=== TASK DESCRIPTION ===
Copy each line from the data that has the word "other" in it.

── DATA PROVIDED

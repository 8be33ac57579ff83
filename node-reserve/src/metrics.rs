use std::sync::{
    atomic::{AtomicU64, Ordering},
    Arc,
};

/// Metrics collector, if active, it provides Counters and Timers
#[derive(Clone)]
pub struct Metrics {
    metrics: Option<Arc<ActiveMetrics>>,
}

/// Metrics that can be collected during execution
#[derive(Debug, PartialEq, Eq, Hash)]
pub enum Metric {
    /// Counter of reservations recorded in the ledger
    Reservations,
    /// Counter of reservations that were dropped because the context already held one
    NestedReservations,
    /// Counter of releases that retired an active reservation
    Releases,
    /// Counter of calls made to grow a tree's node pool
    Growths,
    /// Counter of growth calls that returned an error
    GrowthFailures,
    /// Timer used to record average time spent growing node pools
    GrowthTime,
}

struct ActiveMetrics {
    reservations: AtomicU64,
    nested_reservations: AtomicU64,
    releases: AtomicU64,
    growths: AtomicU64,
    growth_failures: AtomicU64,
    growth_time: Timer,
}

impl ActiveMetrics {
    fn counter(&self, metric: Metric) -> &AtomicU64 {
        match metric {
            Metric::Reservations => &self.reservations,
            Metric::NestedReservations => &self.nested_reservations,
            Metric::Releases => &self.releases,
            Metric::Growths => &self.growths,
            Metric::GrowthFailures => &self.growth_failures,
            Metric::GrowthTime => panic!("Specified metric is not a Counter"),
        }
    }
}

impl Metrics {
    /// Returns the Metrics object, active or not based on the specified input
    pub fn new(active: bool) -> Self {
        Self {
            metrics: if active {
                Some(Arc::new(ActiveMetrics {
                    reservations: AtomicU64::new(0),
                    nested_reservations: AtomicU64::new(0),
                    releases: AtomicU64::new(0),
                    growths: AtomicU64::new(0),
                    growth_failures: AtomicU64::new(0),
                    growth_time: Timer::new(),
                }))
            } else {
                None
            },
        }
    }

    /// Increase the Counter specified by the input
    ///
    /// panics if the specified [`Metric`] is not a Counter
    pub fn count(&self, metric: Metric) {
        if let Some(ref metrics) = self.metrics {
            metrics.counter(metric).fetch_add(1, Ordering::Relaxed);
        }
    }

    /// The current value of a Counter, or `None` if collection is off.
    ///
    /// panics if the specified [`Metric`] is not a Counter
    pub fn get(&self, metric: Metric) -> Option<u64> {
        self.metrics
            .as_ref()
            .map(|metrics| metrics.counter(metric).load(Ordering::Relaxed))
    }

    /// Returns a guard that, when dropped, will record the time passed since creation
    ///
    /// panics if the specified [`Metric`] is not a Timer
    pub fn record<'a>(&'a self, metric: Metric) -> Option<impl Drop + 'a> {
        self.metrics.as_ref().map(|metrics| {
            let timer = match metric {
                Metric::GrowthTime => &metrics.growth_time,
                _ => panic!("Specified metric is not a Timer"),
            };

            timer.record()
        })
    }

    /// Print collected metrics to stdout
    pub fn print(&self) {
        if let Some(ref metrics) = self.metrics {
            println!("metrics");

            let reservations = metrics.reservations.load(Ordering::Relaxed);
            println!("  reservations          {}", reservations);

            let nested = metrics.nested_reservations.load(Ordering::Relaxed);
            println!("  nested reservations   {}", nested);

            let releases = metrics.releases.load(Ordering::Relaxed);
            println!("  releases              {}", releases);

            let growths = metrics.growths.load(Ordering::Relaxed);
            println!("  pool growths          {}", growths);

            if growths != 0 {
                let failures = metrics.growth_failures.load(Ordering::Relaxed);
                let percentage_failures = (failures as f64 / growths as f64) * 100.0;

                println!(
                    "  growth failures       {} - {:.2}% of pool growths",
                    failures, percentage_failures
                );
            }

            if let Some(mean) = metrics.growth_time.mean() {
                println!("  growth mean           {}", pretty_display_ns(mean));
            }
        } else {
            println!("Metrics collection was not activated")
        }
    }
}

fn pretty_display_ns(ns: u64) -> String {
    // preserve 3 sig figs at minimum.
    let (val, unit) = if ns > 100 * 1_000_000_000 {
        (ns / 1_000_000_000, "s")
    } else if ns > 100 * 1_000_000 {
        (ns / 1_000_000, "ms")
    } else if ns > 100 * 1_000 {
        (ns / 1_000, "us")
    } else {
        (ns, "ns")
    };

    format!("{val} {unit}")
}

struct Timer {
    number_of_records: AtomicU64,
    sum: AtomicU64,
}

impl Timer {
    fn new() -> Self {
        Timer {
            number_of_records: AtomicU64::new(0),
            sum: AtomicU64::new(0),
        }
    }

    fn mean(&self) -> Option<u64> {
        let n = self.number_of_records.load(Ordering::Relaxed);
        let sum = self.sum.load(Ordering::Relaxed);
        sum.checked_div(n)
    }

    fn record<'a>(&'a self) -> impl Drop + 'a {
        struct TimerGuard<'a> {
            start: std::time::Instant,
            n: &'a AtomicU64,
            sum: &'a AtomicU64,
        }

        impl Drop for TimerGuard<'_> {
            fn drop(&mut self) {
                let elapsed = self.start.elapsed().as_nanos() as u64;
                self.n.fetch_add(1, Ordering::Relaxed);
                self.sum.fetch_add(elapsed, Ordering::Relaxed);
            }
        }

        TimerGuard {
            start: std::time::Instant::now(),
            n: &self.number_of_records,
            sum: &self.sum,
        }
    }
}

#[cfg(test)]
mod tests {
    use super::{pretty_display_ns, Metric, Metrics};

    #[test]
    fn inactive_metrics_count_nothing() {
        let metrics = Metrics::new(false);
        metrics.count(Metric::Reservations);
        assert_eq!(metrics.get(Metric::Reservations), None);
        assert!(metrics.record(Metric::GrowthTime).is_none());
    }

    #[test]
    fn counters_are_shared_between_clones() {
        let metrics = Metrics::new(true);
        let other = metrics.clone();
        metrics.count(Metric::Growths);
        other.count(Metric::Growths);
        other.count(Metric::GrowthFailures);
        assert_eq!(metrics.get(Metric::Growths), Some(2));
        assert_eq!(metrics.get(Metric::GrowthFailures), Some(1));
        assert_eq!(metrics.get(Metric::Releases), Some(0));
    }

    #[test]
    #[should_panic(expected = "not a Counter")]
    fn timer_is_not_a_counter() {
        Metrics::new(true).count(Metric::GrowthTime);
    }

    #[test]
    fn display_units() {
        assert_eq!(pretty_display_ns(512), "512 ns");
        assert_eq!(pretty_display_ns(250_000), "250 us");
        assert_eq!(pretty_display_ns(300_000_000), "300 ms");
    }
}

────
── DATA PROVIDED

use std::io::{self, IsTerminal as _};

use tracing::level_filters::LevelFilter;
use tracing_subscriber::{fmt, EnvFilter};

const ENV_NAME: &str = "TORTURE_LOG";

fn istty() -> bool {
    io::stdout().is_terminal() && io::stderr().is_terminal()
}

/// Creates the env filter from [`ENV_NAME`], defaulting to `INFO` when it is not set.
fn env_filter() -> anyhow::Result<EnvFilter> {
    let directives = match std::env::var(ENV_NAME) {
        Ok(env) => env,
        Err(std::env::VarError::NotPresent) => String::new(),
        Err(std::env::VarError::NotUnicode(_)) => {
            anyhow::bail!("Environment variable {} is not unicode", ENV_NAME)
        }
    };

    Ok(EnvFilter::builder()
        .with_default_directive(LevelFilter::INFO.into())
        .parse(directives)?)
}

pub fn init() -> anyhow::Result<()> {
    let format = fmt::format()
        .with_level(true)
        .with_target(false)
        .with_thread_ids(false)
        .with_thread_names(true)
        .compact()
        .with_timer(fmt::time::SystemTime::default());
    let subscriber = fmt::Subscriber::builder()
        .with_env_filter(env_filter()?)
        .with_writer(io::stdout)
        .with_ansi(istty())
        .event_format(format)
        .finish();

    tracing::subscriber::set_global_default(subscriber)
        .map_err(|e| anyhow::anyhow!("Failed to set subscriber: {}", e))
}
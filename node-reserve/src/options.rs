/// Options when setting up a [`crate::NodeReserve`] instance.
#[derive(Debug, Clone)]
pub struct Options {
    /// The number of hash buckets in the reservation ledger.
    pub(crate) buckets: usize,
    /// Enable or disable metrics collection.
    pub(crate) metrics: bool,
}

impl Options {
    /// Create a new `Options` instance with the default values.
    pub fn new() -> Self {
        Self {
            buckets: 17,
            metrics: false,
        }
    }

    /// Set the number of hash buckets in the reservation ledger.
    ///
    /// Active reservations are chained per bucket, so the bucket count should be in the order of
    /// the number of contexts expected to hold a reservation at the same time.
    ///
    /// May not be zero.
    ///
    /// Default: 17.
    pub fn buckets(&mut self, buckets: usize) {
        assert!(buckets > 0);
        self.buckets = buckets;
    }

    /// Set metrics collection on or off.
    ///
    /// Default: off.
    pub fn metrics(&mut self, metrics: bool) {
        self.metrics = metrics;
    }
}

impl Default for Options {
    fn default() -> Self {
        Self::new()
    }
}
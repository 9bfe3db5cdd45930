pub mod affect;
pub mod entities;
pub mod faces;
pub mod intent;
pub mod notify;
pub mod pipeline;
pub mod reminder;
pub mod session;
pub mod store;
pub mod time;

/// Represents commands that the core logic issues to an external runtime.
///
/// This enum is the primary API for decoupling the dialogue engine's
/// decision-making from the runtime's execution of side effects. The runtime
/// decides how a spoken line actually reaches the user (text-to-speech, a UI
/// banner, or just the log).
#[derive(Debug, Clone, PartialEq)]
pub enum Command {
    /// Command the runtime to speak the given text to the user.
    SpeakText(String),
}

────

=== EXERCISE SOLUTION ===
        let other = metrics.clone();
        other.count(Metric::Growths);
        other.count(Metric::GrowthFailures);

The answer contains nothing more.